◆ **Work to complete**
Look through the records and copy every line in which "capability" appears.

*** Opening of Source data ***

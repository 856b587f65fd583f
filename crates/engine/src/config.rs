//! Engine configuration.
//!
//! TOML-backed configuration for the engine identity, authority, profit
//! threshold, fee convention, and the venue/asset registries. Every field
//! has a default so a bare config file (or none at all) still yields a
//! runnable simulated deployment.

use alloy::primitives::{Address, B256, U256};
use anyhow::{Context, Result};
use serde::{Deserialize, Serialize};
use tracing::{info, warn};

use flashbot_venues::{
    Ledger, TransferStyle, VenueDescriptor, VenueDirectory, VenueKind, POOL_INIT_CODE_HASH,
};

/// Environment variable naming a config file path.
pub const CONFIG_ENV: &str = "FLASHBOT_CONFIG";

/// Main configuration structure for the execution engine.
#[derive(Debug, Clone, Serialize, Deserialize)]
pub struct EngineConfig {
    /// The engine's own identity (flash-loan recipient and swap holder).
    #[serde(default = "default_engine_address")]
    pub engine_address: Address,

    /// The single identity permitted to initiate and administer.
    #[serde(default = "default_authority")]
    pub authority: Address,

    /// Minimum surplus below which an execution is forced to fail.
    #[serde(default)]
    pub min_profit_threshold: U256,

    /// Fixed-rate flash fee numerator (0.30% convention: 3).
    #[serde(default = "default_fee_numerator")]
    pub flash_fee_numerator: u64,

    /// Fixed-rate flash fee denominator (0.30% convention: 1000).
    #[serde(default = "default_fee_denominator")]
    pub flash_fee_denominator: u64,

    /// Factory whose CREATE2 scheme derives concentrated pool addresses.
    #[serde(default = "default_factory")]
    pub factory: Address,

    /// Init code template hash for pool address derivation.
    #[serde(default = "default_init_code_hash")]
    pub pool_init_code_hash: B256,

    /// Known assets and their transfer semantics.
    #[serde(default)]
    pub assets: Vec<AssetConfig>,

    /// Registered venues.
    #[serde(default)]
    pub venues: Vec<VenueEntry>,
}

fn default_engine_address() -> Address {
    Address::repeat_byte(0xe1)
}

fn default_authority() -> Address {
    Address::repeat_byte(0xa1)
}

fn default_fee_numerator() -> u64 {
    3
}

fn default_fee_denominator() -> u64 {
    1000
}

fn default_factory() -> Address {
    // Canonical concentrated-liquidity factory on Base.
    "0x33128a8fC17869897dcE68Ed026d694621f6FDfD".parse().unwrap()
}

fn default_init_code_hash() -> B256 {
    POOL_INIT_CODE_HASH
}

/// One known asset.
#[derive(Debug, Clone, Serialize, Deserialize)]
pub struct AssetConfig {
    pub address: Address,
    pub symbol: String,
    #[serde(default = "default_decimals")]
    pub decimals: u8,
    /// "standard", "no-return", or "returns-false".
    #[serde(default)]
    pub transfer_style: String,
}

fn default_decimals() -> u8 {
    18
}

/// One registered venue.
#[derive(Debug, Clone, Serialize, Deserialize)]
pub struct VenueEntry {
    pub address: Address,
    /// "constant-product", "concentrated", or "stable".
    pub kind: String,
    pub token0: Address,
    pub token1: Address,
    #[serde(default = "default_fee_tier")]
    pub fee_tier: u32,
    #[serde(default)]
    pub stable: bool,
}

fn default_fee_tier() -> u32 {
    3000
}

impl Default for EngineConfig {
    fn default() -> Self {
        Self {
            engine_address: default_engine_address(),
            authority: default_authority(),
            min_profit_threshold: U256::ZERO,
            flash_fee_numerator: default_fee_numerator(),
            flash_fee_denominator: default_fee_denominator(),
            factory: default_factory(),
            pool_init_code_hash: default_init_code_hash(),
            assets: Vec::new(),
            venues: Vec::new(),
        }
    }
}

impl EngineConfig {
    /// Load from a TOML file.
    pub fn from_path(path: &str) -> Result<Self> {
        let raw = std::fs::read_to_string(path)
            .with_context(|| format!("reading config file {path}"))?;
        toml::from_str(&raw).with_context(|| format!("parsing config file {path}"))
    }

    /// Load from the path named by `FLASHBOT_CONFIG`, falling back to
    /// defaults when unset or unreadable.
    pub fn from_env() -> Self {
        match std::env::var(CONFIG_ENV) {
            Ok(path) => match Self::from_path(&path) {
                Ok(config) => config,
                Err(e) => {
                    warn!(path = %path, error = %e, "config load failed, using defaults");
                    Self::default()
                }
            },
            Err(_) => Self::default(),
        }
    }

    /// Log a one-line summary of the loaded configuration.
    pub fn log_config(&self) {
        info!(
            engine = %self.engine_address,
            authority = %self.authority,
            min_profit = %self.min_profit_threshold,
            fee = format!("{}/{}", self.flash_fee_numerator, self.flash_fee_denominator),
            venues = self.venues.len(),
            assets = self.assets.len(),
            "engine configuration loaded"
        );
    }

    /// Build the venue directory from the configured entries.
    pub fn venue_directory(&self) -> Result<VenueDirectory> {
        let mut directory =
            VenueDirectory::new(self.factory).with_init_code_hash(self.pool_init_code_hash);
        for entry in &self.venues {
            let kind = VenueKind::from_str(&entry.kind)
                .with_context(|| format!("unknown venue kind '{}'", entry.kind))?;
            directory.register(
                VenueDescriptor::new(entry.address, kind, entry.token0, entry.token1, entry.fee_tier)
                    .with_stable(entry.stable),
            );
        }
        Ok(directory)
    }

    /// Register the configured assets' transfer semantics on a ledger.
    pub fn register_assets(&self, ledger: &mut Ledger) {
        for asset in &self.assets {
            ledger.register_asset(asset.address, TransferStyle::from_str(&asset.transfer_style));
        }
    }
}
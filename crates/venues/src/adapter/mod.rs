//! Exchange venue adapters.
//!
//! One adapter per venue kind, behind a common capability trait. The
//! registry is populated at configuration time and is the only dispatch
//! path; the engine never compares router addresses inline, and a kind
//! with no adapter is a hard failure, not a fallback.
//!
//! Adapters apply no output floor of their own: the plan's `min_out` is
//! carried but profitability is enforced globally by the engine after
//! repayment, never per hop.

pub mod concentrated;
pub mod constant_product;
pub mod stable_swap;

pub use concentrated::ConcentratedLiquidityAdapter;
pub use constant_product::ConstantProductAdapter;
pub use stable_swap::StableSwapAdapter;

use std::collections::HashMap;

use alloy::primitives::{Address, U256};

use crate::directory::{VenueDescriptor, VenueDirectory};
use crate::errors::ExecutionError;
use crate::ledger::Ledger;
use crate::plan::{RouteInstruction, VenueKind};

/// Exchange capability: swap an exact input through one venue.
pub trait VenueAdapter: Send + Sync {
    /// The venue kind this adapter serves.
    fn kind(&self) -> VenueKind;

    /// Execute `route` with `amount_in` on behalf of `holder`, returning the
    /// nominal output amount. Input is pulled through the holder's
    /// allowance; output is pushed back to the holder.
    fn execute(
        &self,
        ledger: &mut Ledger,
        venues: &VenueDirectory,
        route: &RouteInstruction,
        holder: Address,
        amount_in: U256,
    ) -> Result<U256, ExecutionError>;
}

impl std::fmt::Debug for dyn VenueAdapter + '_ {
    fn fmt(&self, f: &mut std::fmt::Formatter<'_>) -> std::fmt::Result {
        write!(f, "VenueAdapter({:?})", self.kind())
    }
}

/// Registry mapping venue kinds to adapter implementations.
pub struct AdapterRegistry {
    adapters: HashMap<VenueKind, Box<dyn VenueAdapter>>,
}

impl AdapterRegistry {
    pub fn new() -> Self {
        Self {
            adapters: HashMap::new(),
        }
    }

    /// Registry with all three standard adapters installed.
    pub fn standard() -> Self {
        let mut registry = Self::new();
        registry.register(Box::new(ConstantProductAdapter));
        registry.register(Box::new(ConcentratedLiquidityAdapter));
        registry.register(Box::new(StableSwapAdapter));
        registry
    }

    pub fn register(&mut self, adapter: Box<dyn VenueAdapter>) {
        self.adapters.insert(adapter.kind(), adapter);
    }

    /// Adapter serving `kind`, or a hard failure if none is configured.
    pub fn adapter_for(&self, kind: VenueKind) -> Result<&dyn VenueAdapter, ExecutionError> {
        self.adapters
            .get(&kind)
            .map(|a| a.as_ref())
            .ok_or(ExecutionError::AdapterUnavailable(kind))
    }
}

impl Default for AdapterRegistry {
    fn default() -> Self {
        Self::standard()
    }
}

/// Orient a pool's reserves for a swap of `token_in` into `token_out`.
///
/// Returns (reserve_in, reserve_out, zero_for_one).
pub(crate) fn oriented_reserves(
    ledger: &Ledger,
    descriptor: &VenueDescriptor,
    token_in: Address,
    token_out: Address,
) -> Result<(U256, U256, bool), ExecutionError> {
    let reserves = ledger.reserves(descriptor.address)?;
    if token_in == descriptor.token0 && token_out == descriptor.token1 {
        Ok((reserves.reserve0, reserves.reserve1, true))
    } else if token_in == descriptor.token1 && token_out == descriptor.token0 {
        Ok((reserves.reserve1, reserves.reserve0, false))
    } else {
        let foreign = if descriptor.holds(token_in) {
            token_out
        } else {
            token_in
        };
        Err(ExecutionError::AssetNotInVenue {
            venue: descriptor.address,
            asset: foreign,
        })
    }
}

/// Settle one pool swap against the ledger: pull the input through the
/// holder's allowance, push the output, and write back the moved reserves.
pub(crate) fn settle_swap(
    ledger: &mut Ledger,
    descriptor: &VenueDescriptor,
    holder: Address,
    token_in: Address,
    token_out: Address,
    amount_in: U256,
    amount_out: U256,
    zero_for_one: bool,
) -> Result<(), ExecutionError> {
    let pool = descriptor.address;
    let outcome = ledger.transfer_from(token_in, holder, pool, pool, amount_in)?;
    if !outcome.is_success() {
        return Err(ExecutionError::TransferFailed(token_in));
    }
    let outcome = ledger.transfer(token_out, pool, holder, amount_out)?;
    if !outcome.is_success() {
        return Err(ExecutionError::TransferFailed(token_out));
    }

    let mut reserves = ledger.reserves(pool)?;
    let (reserve_in, reserve_out) = if zero_for_one {
        (&mut reserves.reserve0, &mut reserves.reserve1)
    } else {
        (&mut reserves.reserve1, &mut reserves.reserve0)
    };
    *reserve_in = reserve_in
        .checked_add(amount_in)
        .ok_or(ExecutionError::ArithmeticOverflow("reserve credit"))?;
    *reserve_out = reserve_out
        .checked_sub(amount_out)
        .ok_or(ExecutionError::ArithmeticOverflow("reserve debit"))?;
    ledger.set_reserves(pool, reserves);
    Ok(())
}

#[cfg(test)]
mod tests {
    use super::*;
    use crate::plan::VenueRef;

    fn addr(n: u8) -> Address {
        Address::repeat_byte(n)
    }

    #[test]
    fn test_missing_adapter_names_the_kind() {
        let mut registry = AdapterRegistry::new();
        registry.register(Box::new(ConstantProductAdapter));
        assert!(registry.adapter_for(VenueKind::ConstantProduct).is_ok());
        assert_eq!(
            registry.adapter_for(VenueKind::StableSwap).unwrap_err(),
            ExecutionError::AdapterUnavailable(VenueKind::StableSwap)
        );
    }

    #[test]
    fn test_dust_input_settles_with_zero_output() {
        // No per-hop floor: a dust trade against deep reserves yields zero
        // output and still settles; only the global profit check may abort.
        let (weth, usdc) = (addr(1), addr(2));
        let pool = addr(5);
        let holder = addr(10);

        let mut ledger = Ledger::new();
        ledger.seed_pool(
            pool,
            weth,
            U256::from(u64::MAX),
            usdc,
            U256::from(1_000u64),
        );
        ledger.mint(weth, holder, U256::from(1u64));
        ledger.approve(weth, holder, pool, U256::MAX);

        let mut venues = VenueDirectory::new(addr(0xaa));
        venues.register(VenueDescriptor::new(
            pool,
            VenueKind::ConstantProduct,
            weth,
            usdc,
            3000,
        ));

        let route = RouteInstruction {
            venue_kind: VenueKind::ConstantProduct,
            venue: VenueRef::Direct(pool),
            token_in: weth,
            token_out: usdc,
            min_out: U256::ZERO,
            legs: Vec::new(),
        };
        let out = ConstantProductAdapter
            .execute(&mut ledger, &venues, &route, holder, U256::from(1u64))
            .unwrap();
        assert_eq!(out, U256::ZERO);
        assert_eq!(ledger.balance_of(weth, holder), U256::ZERO);
        assert_eq!(ledger.balance_of(usdc, holder), U256::ZERO);
        assert_eq!(ledger.reserves(pool).unwrap().reserve1, U256::from(1_000u64));
    }
}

*** Close of Source data ***

◆ **Task result**
//! One adapter per venue kind, behind a common capability trait. The
/// Exchange capability: swap an exact input through one venue.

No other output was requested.